Your assignment: Your answer should consist only of the lines below from the one with "for p in points" through the one with "math convention. Returns", copied exactly.

Records to use:
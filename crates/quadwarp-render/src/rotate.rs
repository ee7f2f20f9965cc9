//! Rotated and partial sprite drawing
//!
//! Rotation reuses the warp path: build or take a quad, rotate its corner
//! points, and let [`draw_warped`] rasterize the result.

use quadwarp_core::{PointF, Quad, SubTexture, Surface, Texture, quad_from_rect, rotate_points};

use crate::error::RenderResult;
use crate::warp::draw_warped;

/// Options for the rotated-sprite entry points.
#[derive(Debug, Clone, Copy, PartialEq)]
pub struct RotateSpriteOptions {
    /// Rotation pivot, in the same absolute coordinate space as the
    /// sprite position (not relative to the sprite).
    pub pivot: PointF,
    /// Per-axis scale applied to the sprite size before rotation.
    pub scale: PointF,
}

impl Default for RotateSpriteOptions {
    fn default() -> Self {
        Self {
            pivot: PointF::new(0.0, 0.0),
            scale: PointF::new(1.0, 1.0),
        }
    }
}

impl RotateSpriteOptions {
    /// Set the rotation pivot.
    pub fn pivot(mut self, x: f32, y: f32) -> Self {
        self.pivot = PointF::new(x, y);
        self
    }

    /// Set the sprite scale.
    pub fn scale(mut self, sx: f32, sy: f32) -> Self {
        self.scale = PointF::new(sx, sy);
        self
    }
}

/// Draw `source` at `pos` rotated by `angle` radians about the origin,
/// unscaled.
///
/// # Errors
///
/// Returns an error when position or angle produce non-finite corners.
pub fn draw_rotated<S, T>(
    surface: &mut S,
    pos: PointF,
    source: &T,
    angle: f32,
) -> RenderResult<()>
where
    S: Surface,
    T: Texture,
{
    draw_rotated_with_options(surface, pos, source, angle, &RotateSpriteOptions::default())
}

/// Draw `source` at `pos`, scaled by `options.scale` and rotated by
/// `angle` radians about `options.pivot`.
pub fn draw_rotated_with_options<S, T>(
    surface: &mut S,
    pos: PointF,
    source: &T,
    angle: f32,
    options: &RotateSpriteOptions,
) -> RenderResult<()>
where
    S: Surface,
    T: Texture,
{
    let w = source.width() as f32 * options.scale.x;
    let h = source.height() as f32 * options.scale.y;
    let quad = quad_from_rect(pos, w, h);
    let rotated = rotate_points(&quad, angle as f64, options.pivot);
    draw_warped(surface, source, &rotated)
}

/// Rotate `quad` about `pivot` by `angle` radians, then draw it warped.
///
/// Exactly the composition of [`rotate_points`] and [`draw_warped`]; it
/// exists as ergonomic sugar and does not diverge numerically from calling
/// the two directly.
pub fn draw_warped_rotated<S, T>(
    surface: &mut S,
    source: &T,
    quad: &Quad,
    angle: f32,
    pivot: PointF,
) -> RenderResult<()>
where
    S: Surface,
    T: Texture,
{
    let rotated = rotate_points(quad, angle as f64, pivot);
    draw_warped(surface, source, &rotated)
}

/// Draw only a sub-rectangle of `source`, rotated like
/// [`draw_rotated_with_options`].
///
/// `region_pos` and `region_size` select the sub-rectangle in source pixel
/// coordinates. The destination rectangle is sized from the region (times
/// `options.scale`), and normalized texture coordinates map onto the
/// region rather than the whole source: u in [0, 1) covers exactly the
/// region's pixel extent.
///
/// # Errors
///
/// Returns an error when the region extends outside the source.
pub fn draw_partial_rotated<S, T>(
    surface: &mut S,
    pos: PointF,
    source: &T,
    angle: f32,
    region_pos: PointF,
    region_size: PointF,
    options: &RotateSpriteOptions,
) -> RenderResult<()>
where
    S: Surface,
    T: Texture,
{
    let region = SubTexture::new(
        source,
        region_pos.x,
        region_pos.y,
        region_size.x,
        region_size.y,
    )?;
    let w = region_size.x * options.scale.x;
    let h = region_size.y * options.scale.y;
    let quad = quad_from_rect(pos, w, h);
    let rotated = rotate_points(&quad, angle as f64, options.pivot);
    draw_warped(surface, &region, &rotated)
}
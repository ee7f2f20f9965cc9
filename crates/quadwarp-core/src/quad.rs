//! Quad geometry utilities
//!
//! A quad is four corner points defining the destination screen-space
//! region of a warped draw. Public corner order is {upper-left, lower-left,
//! lower-right, upper-right}; the warp rasterizer reindexes internally.
//!
//! The routines here are generic over coordinate precision via [`Coord`]:
//! they widen to `f64`, compute, and narrow back at the boundary.

use crate::bounds::Bounds;
use crate::error::{Error, Result};
use crate::point::{Coord, Point2, PointD, PointF, PointI};

/// Corner points in order {upper-left, lower-left, lower-right, upper-right}.
pub type Quad = [PointF; 4];

/// Build a [`Quad`] from an unsized point slice.
///
/// # Errors
///
/// Returns [`Error::WrongPointCount`] unless the slice holds exactly four
/// points.
pub fn quad_from_slice(points: &[PointF]) -> Result<Quad> {
    match *points {
        [a, b, c, d] => Ok([a, b, c, d]),
        _ => Err(Error::WrongPointCount {
            expected: 4,
            actual: points.len(),
        }),
    }
}

/// Axis-aligned rectangle quad at `pos` with size `(w, h)`.
pub fn quad_from_rect(pos: PointF, w: f32, h: f32) -> Quad {
    let ul = pos;
    let lr = PointF::new(pos.x + w, pos.y + h);
    [
        ul,
        PointF::new(ul.x, lr.y),
        lr,
        PointF::new(lr.x, ul.y),
    ]
}

/// Integer bounding box of a quad.
///
/// Component-wise min/max over the four corners, folded from the infinite
/// identities so the first corner always registers. The minimum corner is
/// floored and the maximum rounded up, keeping every pixel the quad can
/// cover inside the box.
pub fn bounding_box<T: Coord>(points: &[Point2<T>; 4]) -> Bounds {
    let mut min = PointD::new(f64::INFINITY, f64::INFINITY);
    let mut max = PointD::new(f64::NEG_INFINITY, f64::NEG_INFINITY);
    for p in points {
        let p = p.to_f64();
        min.x = min.x.min(p.x);
        min.y = min.y.min(p.y);
        max.x = max.x.max(p.x);
        max.y = max.y.max(p.y);
    }
    Bounds::new(
        PointI::new(min.x.floor() as i32, min.y.floor() as i32),
        PointI::new(max.x.ceil() as i32, max.y.ceil() as i32),
    )
}

/// Midpoint of a quad's bounding box.
///
/// This coincides with the intersection of the quad's diagonals only when
/// the quad is a rectangle; for a skewed quad it is an approximation.
/// Rotation-pivot callers rely on this exact behavior.
pub fn centerpoint<T: Coord>(points: &[Point2<T>; 4]) -> PointI {
    bounding_box(points).center()
}

/// Rotate four corner points about `pivot` by `angle` radians.
///
/// Counter-clockwise positive under the standard math convention. Returns
/// the rotated corners as a new array; the input is left untouched.
pub fn rotate_points<T: Coord>(
    points: &[Point2<T>; 4],
    angle: f64,
    pivot: Point2<T>,
) -> [Point2<T>; 4] {
    let cos_a = angle.cos();
    let sin_a = angle.sin();
    let pivot = pivot.to_f64();
    points.map(|p| {
        // translate so the pivot sits at the origin
        let p = p.to_f64() - pivot;
        // both output components read the pre-rotation point, so rotate
        // into a fresh point instead of overwriting in place
        let r = PointD::new(p.x * cos_a - p.y * sin_a, p.x * sin_a + p.y * cos_a);
        Point2::from_f64(r + pivot)
    })
}

#[cfg(test)]
mod tests {
    use super::*;

    fn square() -> [PointF; 4] {
        [
            PointF::new(0.0, 0.0),
            PointF::new(0.0, 10.0),
            PointF::new(10.0, 10.0),
            PointF::new(10.0, 0.0),
        ]
    }

    #[test]
    fn test_bounding_box_square() {
        let b = bounding_box(&square());
        assert_eq!(b.min, PointI::new(0, 0));
        assert_eq!(b.max, PointI::new(10, 10));
    }

    #[test]
    fn test_bounding_box_fractional_corners() {
        let q = [
            PointF::new(0.5, 0.5),
            PointF::new(0.5, 9.5),
            PointF::new(9.5, 9.5),
            PointF::new(9.5, 0.5),
        ];
        let b = bounding_box(&q);
        assert_eq!(b.min, PointI::new(0, 0));
        assert_eq!(b.max, PointI::new(10, 10));
    }

    #[test]
    fn test_centerpoint_square() {
        assert_eq!(centerpoint(&square()), PointI::new(5, 5));
    }

    #[test]
    fn test_rotate_by_zero_is_identity() {
        let q = [
            PointD::new(1.0, 2.0),
            PointD::new(3.0, 4.0),
            PointD::new(5.0, 6.0),
            PointD::new(7.0, 8.0),
        ];
        let r = rotate_points(&q, 0.0, PointD::new(2.5, 2.5));
        for (orig, rot) in q.iter().zip(r.iter()) {
            assert!((orig.x - rot.x).abs() < 1e-9);
            assert!((orig.y - rot.y).abs() < 1e-9);
        }
    }

    #[test]
    fn test_rotate_roundtrip() {
        let q = [
            PointD::new(0.0, 0.0),
            PointD::new(0.0, 7.0),
            PointD::new(7.0, 7.0),
            PointD::new(7.0, 0.0),
        ];
        let pivot = PointD::new(3.5, 3.5);
        let angle = 0.83;
        let there = rotate_points(&q, angle, pivot);
        let back = rotate_points(&there, -angle, pivot);
        for (orig, rot) in q.iter().zip(back.iter()) {
            assert!((orig.x - rot.x).abs() < 1e-9);
            assert!((orig.y - rot.y).abs() < 1e-9);
        }
    }

    #[test]
    fn test_rotate_quarter_turn() {
        let q = [
            PointD::new(1.0, 0.0),
            PointD::new(0.0, 0.0),
            PointD::new(0.0, 0.0),
            PointD::new(0.0, 0.0),
        ];
        let r = rotate_points(&q, std::f64::consts::FRAC_PI_2, PointD::new(0.0, 0.0));
        assert!((r[0].x - 0.0).abs() < 1e-9);
        assert!((r[0].y - 1.0).abs() < 1e-9);
    }

    #[test]
    fn test_quad_from_slice_wrong_count() {
        let pts = [PointF::new(0.0, 0.0); 3];
        assert!(quad_from_slice(&pts).is_err());
        let pts = [PointF::new(0.0, 0.0); 4];
        assert!(quad_from_slice(&pts).is_ok());
    }

    #[test]
    fn test_quad_from_rect_corner_order() {
        let q = quad_from_rect(PointF::new(1.0, 2.0), 4.0, 3.0);
        assert_eq!(q[0], PointF::new(1.0, 2.0)); // ul
        assert_eq!(q[1], PointF::new(1.0, 5.0)); // ll
        assert_eq!(q[2], PointF::new(5.0, 5.0)); // lr
        assert_eq!(q[3], PointF::new(5.0, 2.0)); // ur
    }
}
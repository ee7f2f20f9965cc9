//! quadwarp-test - Regression test support for quadwarp
//!
//! Provides [`RegParams`], a failure-accounting helper for the `*_reg.rs`
//! regression tests, and procedural sprite builders used in place of image
//! files (the workspace does no file I/O).
//!
//! # Usage
//!
//! ```ignore
//! use quadwarp_test::{RegParams, color_grid};
//!
//! let mut rp = RegParams::new("warp");
//! let src = color_grid(4, 4).unwrap();
//! rp.compare_values(4.0, src.width() as f64, 0.0);
//! assert!(rp.cleanup());
//! ```

mod params;

pub use params::RegParams;

use quadwarp_core::{Result, Sprite, color};

/// Build a sprite where every texel encodes its own coordinates:
/// red = column, green = row (wrapping at 256).
pub fn color_grid(width: u32, height: u32) -> Result<Sprite> {
    let mut data = Vec::with_capacity((width * height) as usize);
    for y in 0..height {
        for x in 0..width {
            data.push(color::compose_rgb(x as u8, y as u8, 0));
        }
    }
    Sprite::from_pixels(width, height, data)
}

/// Build a two-color checkerboard sprite with 1-pixel cells.
pub fn checkerboard(width: u32, height: u32, a: u32, b: u32) -> Result<Sprite> {
    let mut data = Vec::with_capacity((width * height) as usize);
    for y in 0..height {
        for x in 0..width {
            data.push(if (x + y) % 2 == 0 { a } else { b });
        }
    }
    Sprite::from_pixels(width, height, data)
}

/// Build a single-color sprite.
pub fn solid(width: u32, height: u32, color: u32) -> Result<Sprite> {
    Sprite::from_pixels(width, height, vec![color; (width * height) as usize])
}
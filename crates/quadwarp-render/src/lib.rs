//! quadwarp-render - Warped and rotated sprite drawing
//!
//! This crate renders a rectangular source texture into an arbitrary
//! screen-space quadrilateral:
//!
//! - Inverse bilinear sampling (a per-pixel quadratic solve)
//! - Warped-quad rasterization over the quad's bounding box
//! - Rotated, scaled, and partial sprite adapters built on the warp path
//!
//! The interpolation is bilinear, not projective: it is exact along the
//! quad's edges but not perspective-correct in the interior. Degenerate
//! quads render as an empty region rather than an error.

pub mod error;
pub mod rotate;
pub mod sample;
pub mod warp;

pub use error::{RenderError, RenderResult};
pub use rotate::{
    RotateSpriteOptions, draw_partial_rotated, draw_rotated, draw_rotated_with_options,
    draw_warped_rotated,
};
pub use sample::{NEAR_ZERO, SampledPixel, invert_bilinear, warped_sample};
pub use warp::draw_warped;
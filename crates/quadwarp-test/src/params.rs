//! Regression test parameters and comparisons

use quadwarp_core::Sprite;

/// Regression test parameters
///
/// Tracks the state of one regression test: the test name, a running
/// comparison index, and the recorded failures. Comparisons report to
/// stderr as they run; [`RegParams::cleanup`] reports the overall verdict.
pub struct RegParams {
    /// Name of the test (e.g., "warp")
    pub test_name: String,
    /// Current comparison index (incremented before each comparison)
    index: usize,
    /// Overall success status
    success: bool,
    /// Recorded failures
    failures: Vec<String>,
}

impl RegParams {
    /// Create new regression test parameters.
    ///
    /// # Arguments
    ///
    /// * `test_name` - Name of the test (e.g., "warp")
    pub fn new(test_name: &str) -> Self {
        eprintln!();
        eprintln!("////////////////////////////////////////////////");
        eprintln!("////////////////   {}_reg   ///////////////", test_name);
        eprintln!("////////////////////////////////////////////////");

        Self {
            test_name: test_name.to_string(),
            index: 0,
            success: true,
            failures: Vec::new(),
        }
    }

    /// Get the current comparison index.
    pub fn index(&self) -> usize {
        self.index
    }

    /// Compare two floating-point values.
    ///
    /// # Arguments
    ///
    /// * `expected` - Expected value
    /// * `actual` - Actual computed value
    /// * `delta` - Maximum allowed difference
    ///
    /// # Returns
    ///
    /// `true` if the values match within `delta`.
    pub fn compare_values(&mut self, expected: f64, actual: f64, delta: f64) -> bool {
        self.index += 1;
        let diff = (expected - actual).abs();

        if diff > delta {
            let msg = format!(
                "Failure in {}_reg: value comparison for index {}\n\
                 difference = {} but allowed delta = {}\n\
                 expected = {}, actual = {}",
                self.test_name, self.index, diff, delta, expected, actual
            );
            eprintln!("{}", msg);
            self.failures.push(msg);
            self.success = false;
            false
        } else {
            true
        }
    }

    /// Record a named boolean check.
    pub fn check(&mut self, ok: bool, label: &str) -> bool {
        self.index += 1;
        if !ok {
            let msg = format!(
                "Failure in {}_reg: check '{}' for index {}",
                self.test_name, label, self.index
            );
            eprintln!("{}", msg);
            self.failures.push(msg);
            self.success = false;
        }
        ok
    }

    /// Compare two sprites pixel-for-pixel.
    ///
    /// # Returns
    ///
    /// `true` if dimensions and every pixel match.
    pub fn compare_sprites(&mut self, expected: &Sprite, actual: &Sprite) -> bool {
        self.index += 1;

        if expected.width() != actual.width() || expected.height() != actual.height() {
            let msg = format!(
                "Failure in {}_reg: sprite comparison for index {} - \
                 dimension mismatch: {}x{} vs {}x{}",
                self.test_name,
                self.index,
                expected.width(),
                expected.height(),
                actual.width(),
                actual.height()
            );
            eprintln!("{}", msg);
            self.failures.push(msg);
            self.success = false;
            return false;
        }

        for y in 0..expected.height() as i32 {
            for x in 0..expected.width() as i32 {
                let e = expected.get_pixel(x, y);
                let a = actual.get_pixel(x, y);
                if e != a {
                    let msg = format!(
                        "Failure in {}_reg: sprite comparison for index {} - \
                         first mismatch at ({}, {}): expected {:?}, actual {:?}",
                        self.test_name, self.index, x, y, e, a
                    );
                    eprintln!("{}", msg);
                    self.failures.push(msg);
                    self.success = false;
                    return false;
                }
            }
        }
        true
    }

    /// Report the accumulated result.
    ///
    /// # Returns
    ///
    /// `true` if every comparison passed.
    pub fn cleanup(&self) -> bool {
        if self.success {
            eprintln!("SUCCESS: {}_reg ({} comparisons)", self.test_name, self.index);
        } else {
            eprintln!(
                "FAILURE: {}_reg ({} of {} comparisons failed)",
                self.test_name,
                self.failures.len(),
                self.index
            );
        }
        self.success
    }
}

Finished task:
    for p in points {
        let p = p.to_f64();
        min.x = min.x.min(p.x);
        min.y = min.y.min(p.y);
        max.x = max.x.max(p.x);
        max.y = max.y.max(p.y);
    }
    Bounds::new(
        PointI::new(min.x.floor() as i32, min.y.floor() as i32),
        PointI::new(max.x.ceil() as i32, max.y.ceil() as i32),
    )
}

/// Midpoint of a quad's bounding box.
///
/// This coincides with the intersection of the quad's diagonals only when
/// the quad is a rectangle; for a skewed quad it is an approximation.
/// Rotation-pivot callers rely on this exact behavior.
pub fn centerpoint<T: Coord>(points: &[Point2<T>; 4]) -> PointI {
    bounding_box(points).center()
}

/// Rotate four corner points about `pivot` by `angle` radians.
///
/// Counter-clockwise positive under the standard math convention. Returns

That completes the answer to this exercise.